Bronwyn Carlson, left, on a writing retreat earlier this year with professors and Ph.D candidates in Batesman's Bay, New South Wales, Australia.

ALBANY, N.Y. (November 2, 2016) — Bronwyn Carlson is an associate professor of Indigenous studies at the University of Wollongong in New South Wales, Australia, and a visiting lecturer at the University at Albany.

A long-time member of the Working Group on Indigenous Identities, Carlson was invited to spend a semester at UAlbany as the first Indigenous Fellow in the newly established Institute of Global Indigeneity.
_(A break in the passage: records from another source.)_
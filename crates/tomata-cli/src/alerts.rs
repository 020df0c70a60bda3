//! Desktop notification and sound dispatch.
//!
//! Fire-and-forget: a missing notification daemon or audio device logs a
//! warning and the cycle keeps running.

use std::time::Duration;

use notify_rust::Notification;
use rodio::source::{SineWave, Source};
use rodio::{OutputStream, Sink};
use tracing::warn;

use tomata_core::{Alerts, SegmentKind};

pub struct DesktopAlerts {
    notifications: bool,
    sound: bool,
}

impl DesktopAlerts {
    pub fn new(notifications: bool, sound: bool) -> Self {
        Self {
            notifications,
            sound,
        }
    }
}

impl Alerts for DesktopAlerts {
    fn segment_complete(&self, kind: SegmentKind) {
        if self.notifications {
            let (summary, body) = match kind {
                SegmentKind::Work => ("Work segment complete", "Time for a break."),
                SegmentKind::ShortBreak => ("Break over", "Back to work?"),
                SegmentKind::LongBreak => ("Long break over", "Back to work?"),
            };
            if let Err(err) = Notification::new()
                .appname("tomata")
                .summary(summary)
                .body(body)
                .show()
            {
                warn!(error = %err, "desktop notification failed");
            }
        }
        if self.sound {
            if let Err(err) = beep() {
                warn!(error = %err, "alert sound failed");
            }
        }
    }
}

fn beep() -> Result<(), Box<dyn std::error::Error>> {
    let (_stream, handle) = OutputStream::try_default()?;
    let sink = Sink::try_new(&handle)?;
    sink.append(
        SineWave::new(880.0)
            .take_duration(Duration::from_millis(350))
            .amplify(0.20),
    );
    sink.sleep_until_end();
    Ok(())
}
She is teaching one class, Indigenous Activism on Social Media.

Carlson says she is excited about speaking at Monday’s symposium — Global Solidarity: Harnessing the Strength of Indigenous Communities Around the World — at the campus center “It will be fantastic to have Indigenous people from many nations around the world gather to discuss our resilience and aspirations for our futures,” she said.

What are your working on now?

Over the past few years I have been working on an Australian Research Council funded project that examines Indigenous peoples’ engagements on social media, including cultural, social and political activism. Michelle Harris, Lani Jones and I have submitted a grant application to conduct an international research project that will explore the relationship between cultural trauma and indigenous peoples’ exposure to race-related oppressive news content on social media.

I am also finalizing a special issue of the Australasian Journal of Information Systems that focuses exclusively on Indigenous people and social media activism.

What made you decide to pursue your field?

I have become increasingly interested in social media research given its potential to bring together often isolated and marginalized groups. The current situation in regard to the Dakota Access Pipeline (DAPL) in North Dakota is a great example of global solidarity. The use of social media has united the Native nations of the U.S. and Indigenous groups around the world against the DAPL. It's truly historic. It could not have happened without social media.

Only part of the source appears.